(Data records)
+ + + + + + +
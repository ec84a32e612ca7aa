use crate::common;

use std::collections;

/// Resolved read parameters, ready for a DynamoDB builder.
#[derive(Clone, Debug, Default, PartialEq)]
pub(crate) struct ReadInput {
    pub(crate) consistent_read: Option<bool>,
    pub(crate) expression_attribute_names: Option<collections::HashMap<String, String>>,
    pub(crate) projection_expression: Option<String>,
    pub(crate) table_name: String,
}

/// Arguments shared by single-item reads (GetItem, BatchGetItem per table).
#[derive(Clone, Debug, Default, Eq, Hash, PartialEq)]
pub struct ReadArgs {
    /// Whether to use a strongly consistent read.
    ///
    /// `true` for strongly consistent reads, `false` or `None` for eventually
    /// consistent reads.
    pub consistent_read: Option<bool>,
    /// Which attributes to retrieve. If `None`, all attributes are returned.
    pub projection: Option<common::projection::Projection>,
    /// The name of the table to read from.
    pub table_name: String,
}

impl ReadArgs {
    /// Build read arguments for a table, without projection.
    pub fn new(table_name: impl Into<String>, consistent_read: Option<bool>) -> Self {
        Self {
            consistent_read,
            projection: None,
            table_name: table_name.into(),
        }
    }
}

impl From<ReadArgs> for ReadInput {
    fn from(read_args: ReadArgs) -> Self {
        let (expression_attribute_names, projection_expression) = match read_args.projection {
            Some(projection) => {
                let parts: common::ExpressionParts = projection.into();
                (common::into_option(parts.names), Some(parts.expression))
            }
            None => (None, None),
        };
        Self {
            consistent_read: read_args.consistent_read,
            expression_attribute_names,
            projection_expression,
            table_name: read_args.table_name,
        }
    }
}
use crate::common;

use std::collections;

/// A flat list of attributes to retrieve.
///
/// Rendered as a projection expression with `#name` placeholders, so reserved
/// words are safe to select.
///
/// ```rust
/// use dynamodb_futures::common::projection;
///
/// let projection = projection::Projection::new(["id", "name"]);
/// ```
#[derive(Clone, Debug, Default, Eq, Hash, PartialEq)]
pub struct Projection {
    /// The attribute names to retrieve.
    pub attributes: Vec<String>,
}

impl Projection {
    /// Build a projection from attribute names.
    pub fn new<I>(attributes: I) -> Self
    where
        I: IntoIterator,
        I::Item: Into<String>,
    {
        Self {
            attributes: attributes.into_iter().map(Into::into).collect(),
        }
    }
}

impl From<Projection> for common::ExpressionParts {
    fn from(projection: Projection) -> Self {
        let mut names = collections::HashMap::with_capacity(projection.attributes.len());
        let mut placeholders = Vec::with_capacity(projection.attributes.len());
        for attribute in projection.attributes {
            let placeholder = common::name_placeholder(&attribute);
            placeholders.push(placeholder.clone());
            names.insert(placeholder, attribute);
        }
        Self {
            expression: placeholders.join(", "),
            names,
            ..Default::default()
        }
    }
}

#[cfg(test)]
mod tests {
    use super::*;

    use rstest::rstest;

    #[rstest]
    #[case::empty(
        Projection::default(),
        common::ExpressionParts::default()
    )]
    #[case::single(
        Projection::new(["a"]),
        common::ExpressionParts {
            expression: "#a".to_string(),
            names: collections::HashMap::from(
                [("#a".to_string(), "a".to_string())]
            ),
            ..Default::default()
        }
    )]
    #[case::multiple(
        Projection::new(["a", "b", "c"]),
        common::ExpressionParts {
            expression: "#a, #b, #c".to_string(),
            names: collections::HashMap::from(
                [
                    ("#a".to_string(), "a".to_string()),
                    ("#b".to_string(), "b".to_string()),
                    ("#c".to_string(), "c".to_string()),
                ]
            ),
            ..Default::default()
        }
    )]
    fn test_projection(#[case] projection: Projection, #[case] expected: common::ExpressionParts) {
        let actual: common::ExpressionParts = projection.into();
        assert_eq!(actual, expected);
    }
}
+ + + + + + +
Pull out every line of the records above that contains the word "expected".

Result for this task ::
    fn test_projection(#[case] projection: Projection, #[case] expected: common::ExpressionParts) {
        assert_eq!(actual, expected);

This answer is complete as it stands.